El Santos de Brasil recibió un duro varapalo tras confirmarse la gravedad de la lesión física sufrida por su máxima figura, Neymar Jr., durante el encuentro de vuelta de los cuartos de final de la Copa de Brasil frente al Palmeiras. El departamento médico del club paulista ratificó que el astro brasileño padece una ruptura de grado 2A en el bíceps femoral del isquiotibial derecho, un diagnóstico que lo mantendrá alejado de la actividad competitiva aproximadamente durante un mes y que enciende las alarmas en el entorno del Peixe ante la pérdida de su referente ofensivo.
El percance muscular ocurrió en el primer tiempo del choque copero, donde el atacante tuvo que abandonar el terreno de juego visiblemente frustrado e inmerso en duras críticas hacia el estado del césped de su propio estadio, señalando que la irregularidad de la superficie influyó en la dolencia. La baja del futbolista resulta especialmente sensible para la planificación del director técnico Cuca, dado que la ventana de recuperación descarta de manera definitiva la presencia del jugador para la crucial eliminatoria de ida y vuelta de los cuartos de final de la CONMEBOL Sudamericana, donde el conjunto santista medirá fuerzas ante el Atlético Mineiro.

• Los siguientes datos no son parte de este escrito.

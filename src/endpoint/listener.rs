//! TCP listener handing out unauthenticated server endpoints.

use std::net::SocketAddr;

use tokio::net::{TcpListener, TcpSocket, TcpStream};
use tracing::info;

use super::{SecureEndpoint, Timeouts};
use crate::config::EndpointConfig;
use crate::mtls::{Role, TrustContext};
use crate::{Error, Result};

/// Listening socket bound to a server trust context.
pub struct SecureListener {
    listener: TcpListener,
    context: TrustContext,
    timeouts: Timeouts,
}

impl SecureListener {
    /// Bind `config.host:config.port` with `SO_REUSEADDR` and start
    /// listening with `config.backlog`.  Port 0 picks a free port.
    ///
    /// # Errors
    ///
    /// - `Error::Config` if `context` is not a server context or the host
    ///   does not resolve
    /// - `Error::Transport` if the socket cannot be bound
    pub async fn bind(config: &EndpointConfig, context: TrustContext) -> Result<Self> {
        if context.role() != Role::Server {
            return Err(Error::Config(
                "bind requires a server trust context".to_string(),
            ));
        }

        let addr = config.socket_addr().await?;
        let bind_err = |e: std::io::Error| Error::Transport(format!("Cannot bind {addr}: {e}"));

        let socket = if addr.is_ipv4() {
            TcpSocket::new_v4()
        } else {
            TcpSocket::new_v6()
        }
        .map_err(bind_err)?;
        socket.set_reuseaddr(true).map_err(bind_err)?;
        socket.bind(addr).map_err(bind_err)?;
        let listener = socket.listen(config.backlog).map_err(bind_err)?;

        info!(
            addr = %listener.local_addr().unwrap_or(addr),
            backlog = config.backlog,
            pinned = context.is_pinned(),
            "listening"
        );

        Ok(Self {
            listener,
            context,
            timeouts: config.timeouts(),
        })
    }

    /// Wait for the next TCP connection.  The endpoint is `Unestablished`;
    /// the caller runs the handshake.
    ///
    /// # Errors
    ///
    /// `Error::Transport` if accepting fails.
    pub async fn accept(&self) -> Result<SecureEndpoint<TcpStream>> {
        let (stream, peer) = self
            .listener
            .accept()
            .await
            .map_err(|e| Error::Transport(format!("Accept failed: {e}")))?;
        info!(peer = %peer, "connection accepted");

        Ok(SecureEndpoint::new(stream, self.context.clone(), self.timeouts).with_peer_addr(peer))
    }

    /// Address actually bound.
    ///
    /// # Errors
    ///
    /// `Error::Io` if the socket address cannot be read.
    pub fn local_addr(&self) -> Result<SocketAddr> {
        Ok(self.listener.local_addr()?)
    }
}
//! Shared fixtures for integration tests.
//!
//! Certificates come from the same `rcgen` fixtures the unit tests use and
//! are written into a temporary directory, mirroring the PEM files an
//! operator would produce with openssl.

#![allow(dead_code, unused_imports)]

use std::path::{Path, PathBuf};
use std::time::Duration;

use mtls_trust::config::{
    Config, EndpointConfig, IdentityConfig, PolicyConfig, TrustConfig, TrustModelKind,
};

// ── certificates ──────────────────────────────────────────────────────────────

#[path = "../../src/test_support.rs"]
mod fixtures;

pub use fixtures::{Authority, Identity, self_signed};

// ── configuration ─────────────────────────────────────────────────────────────

/// Endpoint on an ephemeral loopback port with short timeouts.
pub fn loopback_endpoint() -> EndpointConfig {
    EndpointConfig {
        port: 0,
        handshake_timeout: Duration::from_secs(5),
        receive_timeout: Duration::from_secs(5),
        ..EndpointConfig::default()
    }
}

/// Config presenting `own` and pinning `peer_cert`.
pub fn pinned_config(own: &(PathBuf, PathBuf), peer_cert: &Path) -> Config {
    Config {
        endpoint: loopback_endpoint(),
        identity: IdentityConfig {
            cert: own.0.clone(),
            key: own.1.clone(),
        },
        trust: TrustConfig {
            model: TrustModelKind::Pinned,
            peer_cert: Some(peer_cert.to_path_buf()),
            root_certs: Vec::new(),
        },
        policy: PolicyConfig::default(),
    }
}

/// Config presenting `own` and trusting peers that chain to `root`.
pub fn root_ca_config(own: &(PathBuf, PathBuf), root: &Path) -> Config {
    Config {
        endpoint: loopback_endpoint(),
        identity: IdentityConfig {
            cert: own.0.clone(),
            key: own.1.clone(),
        },
        trust: TrustConfig {
            model: TrustModelKind::RootCa,
            peer_cert: None,
            root_certs: vec![root.to_path_buf()],
        },
        policy: PolicyConfig::default(),
    }
}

Esta dolencia representa el segundo contratiempo físico de consideración para el delantero de 34 años en lo que va del año 2026, luego del edema en la pantorrilla que afectó su puesta a punto previa a la cita mundialista de Norteamérica. Ante este panorama, tanto la directiva como el cuerpo médico han acordado no precipitar el retorno del atacante hasta la conclusión de la fecha FIFA de octubre, priorizando una rehabilitación integral mientras el plantel intenta sostener su repunte deportivo en el Brasileirao y encarar los compromisos continentales sin su principal referente en el área.